“Sigo sin saber por qué todo el mundo parece
conformarse con las mierdas que le da la vida, sigo sin entender la extraña
adicción de muchos por el sufrimiento, no entiendo por qué hay personas que
deciden vivir ocultos tras una serie de mentiras, ¿no son capaces de
reconocerse, de amarse?” era lo único que pasaba por su mente mientras se
encontraba sentada en aquella banqueta del parque, solitaria, cruda, humana, se
sentía fría y desolada, sentía que lo único que podía reconfortarla era esa
colilla de cigarrillo que se negaba a botar tal vez porque el pequeño hilo de
humo que salía de su interior le daba un poco de esperanza.
Miró su reloj, e inmediatamente el ritmo de
su corazón entró en sincronía con el tic tac de las manecillas, lo sentía latir
justo en el medio de su pecho y su garganta, no era la primera vez que le
sucedía así que no se asustó porque sabía que no podía ser otra cosa que su
alma tratando de escapar de nuevo.
A medida que el ritmo descendía y dejaba en
un segundo plano al reloj, ella sintió la necesidad de fumar esa colilla pero
ya era tarde, ese pequeño hilo se había esfumado entre sus dedos, dejándola de
nuevo sola y fría en aquella banqueta del parque.
Bajó la mirada y se concentró un rato en sus
zapatos, realmente amaba esos zapatos, los amaba porque así tenía el alma:
sucia, arrugada, maltratada pero recorrida. Sus zapatos la habían llevado por
un sinfín de lugares en la ciudad y en su mente, recordó los charcos que había
pisado, las flores que había destruido a su paso toda la mierda que la vida le había puesto en
el camino.
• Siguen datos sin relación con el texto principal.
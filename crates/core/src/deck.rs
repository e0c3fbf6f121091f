//! Deck definitions and the engine's deck-file format.

use serde::{Deserialize, Serialize};

/// File extension the engine expects for deck files.
pub const DECK_FILE_EXTENSION: &str = "dck";

/// Empty sections written after `[Main]`, in order.
const TRAILING_SECTIONS: [&str; 4] = ["Sideboard", "Planes", "Schemes", "Conspiracy"];

/// A single card entry in a deck list.
#[derive(Debug, Clone, PartialEq, Eq, Serialize, Deserialize)]
pub struct CardLine {
    pub card_name: String,
    pub quantity: i32,
    /// Printing set code, e.g. `JMP`. Rendered empty when unknown.
    pub set_code: Option<String>,
    /// Free-form category tag (e.g. `Land`, `Creature`).
    pub category: Option<String>,
    /// Colour identity tag (e.g. `W`, `UB`).
    pub colour: Option<String>,
}

impl CardLine {
    pub fn new(card_name: impl Into<String>, quantity: i32, set_code: Option<&str>) -> Self {
        Self {
            card_name: card_name.into(),
            quantity,
            set_code: set_code.map(str::to_string),
            category: None,
            colour: None,
        }
    }
}

/// A named, ordered deck list built for one job execution.
#[derive(Debug, Clone, PartialEq, Eq, Serialize, Deserialize)]
pub struct DeckDefinition {
    pub name: String,
    pub cards: Vec<CardLine>,
}

impl DeckDefinition {
    pub fn new(name: impl Into<String>, cards: Vec<CardLine>) -> Self {
        Self {
            name: name.into(),
            cards,
        }
    }

    /// Concatenate two half-decks into one deck named `first_second`.
    ///
    /// Card lines are kept as-is, in order: `first`'s lines, then `second`'s.
    pub fn merge(first: &DeckDefinition, second: &DeckDefinition) -> DeckDefinition {
        let mut cards = Vec::with_capacity(first.cards.len() + second.cards.len());
        cards.extend(first.cards.iter().cloned());
        cards.extend(second.cards.iter().cloned());
        DeckDefinition {
            name: format!("{}_{}", first.name, second.name),
            cards,
        }
    }

    /// Total number of cards across all lines.
    pub fn card_count(&self) -> i32 {
        self.cards.iter().map(|c| c.quantity).sum()
    }

    /// File name for this deck, with path separators stripped from the name.
    pub fn file_name(&self) -> String {
        let stem: String = self
            .name
            .chars()
            .filter(|c| !matches!(c, '/' | '\\'))
            .collect();
        format!("{}.{DECK_FILE_EXTENSION}", stem.trim())
    }

    /// Render the deck in the engine's plain-text deck format.
    ///
    /// The output ends with the `[Dungeon]` marker and no trailing newline.
    pub fn render(&self) -> String {
        let mut out = String::new();
        out.push_str("[metadata]\n");
        out.push_str(&format!("Name={}\n", self.name));
        out.push_str("[Avatar]\n\n");
        out.push_str("[Main]\n");
        for card in &self.cards {
            out.push_str(&format!(
                "{} {}|{}|1\n",
                card.quantity,
                card.card_name,
                card.set_code.as_deref().unwrap_or("")
            ));
        }
        for section in TRAILING_SECTIONS {
            out.push_str(&format!("[{section}]\n\n"));
        }
        out.push_str("[Dungeon]");
        out
    }
}

// ---------------------------------------------------------------------------
// Tests
// ---------------------------------------------------------------------------

#[cfg(test)]
mod tests {
    use super::*;

    fn half(name: &str, cards: &[(&str, i32)]) -> DeckDefinition {
        DeckDefinition::new(
            name,
            cards
                .iter()
                .map(|(card, qty)| CardLine::new(*card, *qty, Some("JMP")))
                .collect(),
        )
    }

    // -- render -------------------------------------------------------------

    #[test]
    fn render_matches_engine_layout() {
        let deck = DeckDefinition::new(
            "Goblins",
            vec![
                CardLine::new("Mountain", 7, Some("JMP")),
                CardLine::new("Goblin Guide", 1, None),
            ],
        );
        let expected = "[metadata]\n\
                        Name=Goblins\n\
                        [Avatar]\n\
                        \n\
                        [Main]\n\
                        7 Mountain|JMP|1\n\
                        1 Goblin Guide||1\n\
                        [Sideboard]\n\
                        \n\
                        [Planes]\n\
                        \n\
                        [Schemes]\n\
                        \n\
                        [Conspiracy]\n\
                        \n\
                        [Dungeon]";
        assert_eq!(deck.render(), expected);
    }

    #[test]
    fn render_empty_deck_keeps_all_sections() {
        let rendered = DeckDefinition::new("Empty", vec![]).render();
        assert!(rendered.contains("[Main]\n[Sideboard]"));
        assert!(rendered.ends_with("[Dungeon]"));
    }

    // -- merge --------------------------------------------------------------

    #[test]
    fn merge_concatenates_names_and_cards() {
        let a = half("Angels", &[("Plains", 7), ("Serra Angel", 1)]);
        let b = half("Dragons", &[("Mountain", 7)]);
        let merged = DeckDefinition::merge(&a, &b);

        assert_eq!(merged.name, "Angels_Dragons");
        let names: Vec<_> = merged.cards.iter().map(|c| c.card_name.as_str()).collect();
        assert_eq!(names, ["Plains", "Serra Angel", "Mountain"]);
        assert_eq!(merged.card_count(), 15);
    }

    #[test]
    fn merge_keeps_duplicate_lines() {
        let a = half("Left", &[("Island", 8)]);
        let b = half("Right", &[("Island", 8)]);
        let merged = DeckDefinition::merge(&a, &b);
        assert_eq!(merged.cards.len(), 2);
        assert_eq!(merged.card_count(), 16);
    }

    // -- file_name ----------------------------------------------------------

    #[test]
    fn file_name_strips_path_separators() {
        let deck = DeckDefinition::new("Fire/Ice \\ Burn", vec![]);
        assert_eq!(deck.file_name(), "FireIce  Burn.dck");
    }
}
Levantó los pies del piso y empezó a moverlos de un lado a otro,
como si tratara de impulsarse y salir volando, y así fue: se impulsaba y se
movía al mismo ritmo que los latidos de su corazón hasta que ya no sintió nada
más.
“¡Mierda, el alma se ha ido volando!”,
exclamó, y cuando decidió levantar la mirada se dio cuenta que a su lado se
encontraba un anciano, que la observaba con esa mirada muerta que solo las
personas solitarias tienen y que ella se rehusaba a tener, empezó a mirar el
rostro de ese viejo, con mucha atención: tenía tres pelos saliéndole de las
orejas, los dientes amarillos y no tenía esa arruga característica de las
sonrisas, así que pensó que ese viejo era su alma. Sonrió como una imbécil al
ver que ese anciano le daba un cigarrillo encendido, y le devolvió la esperanza
que se había esfumado. No dijo nada, recibió el cigarrillo y lo fumó
lentamente, porque sabía que al terminarlo no habría anciano, no habría alma,
no tendría vida.
Tomó un esfero y escribió en aquella
banqueta: “Aquí dejó mi alma, sucia y ultrajada, no puedo llevarla conmigo
porque yo no existo, no soy más que las alucinaciones de un viejo moribundo,
envenenado con tanta porquería pero con miedo de morir”.